Conservative and libertarian economists are frequently vocal in their opposition to the minimum wage because they know it decreases employment. Left-leaning politicians, however, are less likely to admit the connection but show by their actions that the increases will harm employment. That is why every minimum wage hike proposed by localities has been designed to be phased-in gradually over several years rather than being raised immediately: Seattle’s $15 per hour minimum wage won’t take effect until 2017, 2018, 2019 or 2021 depending on the size and type of employer, Los Angeles’s $15 per hour minimum wage won’t take full effect until 2020, and San Francisco’s $15 per hour minimum wage won’t be in effect until 2017.
If the minimum wage benefits the poor, then why not, as Bryan Caplan asks, just immediately impose the minimum wage you actually want? The reason, Caplan explains, is that local governments want to hide the disemployment effect:
There is a major difference between employers’ response to sharp-and-sudden versus slow-and-gradual minimum wage hikes: visibility. If the minimum wage unexpectedly jumped to $15 today, the effect on employment, though relatively small, would be blatant. Employers would wake up with a bunch of unprofitable workers on their hands. Over the next month or two, we would blame virtually all low-skilled lay-offs on the minimum wage hike – and we’d probably be right to do so.
If everyone knew the minimum wage was going to be $15 in 2017, however, even a large effect on employment could be virtually invisible. Employers wouldn’t need to lay any workers off. They could get to their new optimum via reduced hiring and attrition. When the law finally kicked in, you might find zero extra layoffs, because employers saw the writing on the wall and quietly downsize their workforce in advance.
If you sincerely cared about workers’ well-being, of course, it wouldn’t make any difference whether the negative side effects of the minimum wage were blatant or subtle. You’d certainly prefer small but blatant job losses to large but subtle job losses. But what if you’re a ruthless demagogue, pandering to the public’s economic illiteracy in a quest for power?
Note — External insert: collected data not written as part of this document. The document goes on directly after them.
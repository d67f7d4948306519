//! Request/response models

pub mod assessment;
pub mod reference;

pub use assessment::{AssessRequest, AssessResponse, ThresholdsResponse};
pub use reference::{ReferenceQuery, ReferenceResponse};
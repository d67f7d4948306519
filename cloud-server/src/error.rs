//! Error handling

use axum::{
    extract::rejection::JsonRejection,
    http::StatusCode,
    response::{IntoResponse, Response},
    Json,
};
use serde_json::json;
use trafficability_core::ValidationError;

pub type AppResult<T> = Result<T, AppError>;

#[derive(Debug)]
pub enum AppError {
    // Measurement validation errors (core rejected the input)
    ValidationError(String),

    // Request shape errors (malformed JSON, missing or non-numeric fields)
    BadRequest(String),

    // Generic errors
    InternalError(String),
}

impl IntoResponse for AppError {
    fn into_response(self) -> Response {
        let (status, error_message) = match &self {
            AppError::ValidationError(msg) => (StatusCode::BAD_REQUEST, msg.as_str()),
            AppError::BadRequest(msg) => (StatusCode::BAD_REQUEST, msg.as_str()),
            AppError::InternalError(msg) => {
                tracing::error!("Internal error: {}", msg);
                (StatusCode::INTERNAL_SERVER_ERROR, "Internal server error")
            }
        };

        let body = Json(json!({
            "error": error_message,
            "status": status.as_u16()
        }));

        (status, body).into_response()
    }
}

impl From<ValidationError> for AppError {
    fn from(err: ValidationError) -> Self {
        AppError::ValidationError(err.to_string())
    }
}

impl From<JsonRejection> for AppError {
    fn from(err: JsonRejection) -> Self {
        AppError::BadRequest(err.body_text())
    }
}
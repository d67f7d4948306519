//! Agronomy Reference
//!
//! Keyword lookup for short definitions and threshold summaries, so a UI or
//! CLI can answer questions like "what bulk density is critical?" without a
//! full assessment. Matching is case-insensitive substring; the first topic
//! in the table wins.

const TOPICS: &[(&[&str], &str)] = &[
    (
        &["trafficability"],
        "Trafficability: capacity of land to support vehicle operations without significant soil degradation (compaction, rutting). Influenced by moisture, texture, and load.",
    ),
    (
        &["compaction"],
        "Soil compaction: increase in bulk density and soil strength caused by applied stresses, reducing porosity, aeration, and infiltration. Measured with bulk density and cone index.",
    ),
    (
        &["bulk density", "bd"],
        "Bulk density typical normal range: 1.0-1.4 g/cm3. Values above 1.4 g/cm3 indicate compaction; critical value about 1.43 g/cm3 for loam.",
    ),
    (
        &["cone index", "ci"],
        "Cone index (CI): 800-1430 kPa spans the critical trafficability band. Below about 800 kPa the soil offers reduced bearing capacity; around 3000 kPa root penetration approaches zero.",
    ),
    (
        &["smd", "soil moisture deficit", "moisture"],
        "SMD: positive values (for example +10 mm) indicate drier conditions favourable for traffic. Soil at or above field capacity (SMD below zero) is high risk for compaction.",
    ),
    (
        &["rut"],
        "Rut depth: depressions left by passing wheels, an observable compaction symptom. Depths above 10 cm indicate severe surface disturbance.",
    ),
];

/// Look up the first topic whose keyword appears in the query
pub fn lookup(query: &str) -> Option<&'static str> {
    let q = query.to_lowercase();
    TOPICS
        .iter()
        .find(|(keywords, _)| keywords.iter().any(|k| q.contains(k)))
        .map(|(_, text)| *text)
}

// ============================================================================
// TESTS
// ============================================================================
Then you have a clear reason to prefer the subtle to the blatant. If you raise the minimum wage to $15 today and low-skilled unemployment doubles overnight, even the benighted masses might connect the dots. A gradual phase-in is a great insurance policy against a public relations disaster. As long as the minimum wage takes years to kick in, any half-competent demagogue can find dozens of appealing scapegoats for unemployment of low-skilled workers.
The fact that activists’ proposals include phase-in provisions therefore suggests that for all their bluster, they know that negative effects on employment are a serious possibility. If they really cared about low-skilled workers, they’d struggle to figure out the magnitude of the effect. Instead, they cleverly make the disemployment effect of the minimum wage too gradual to detect.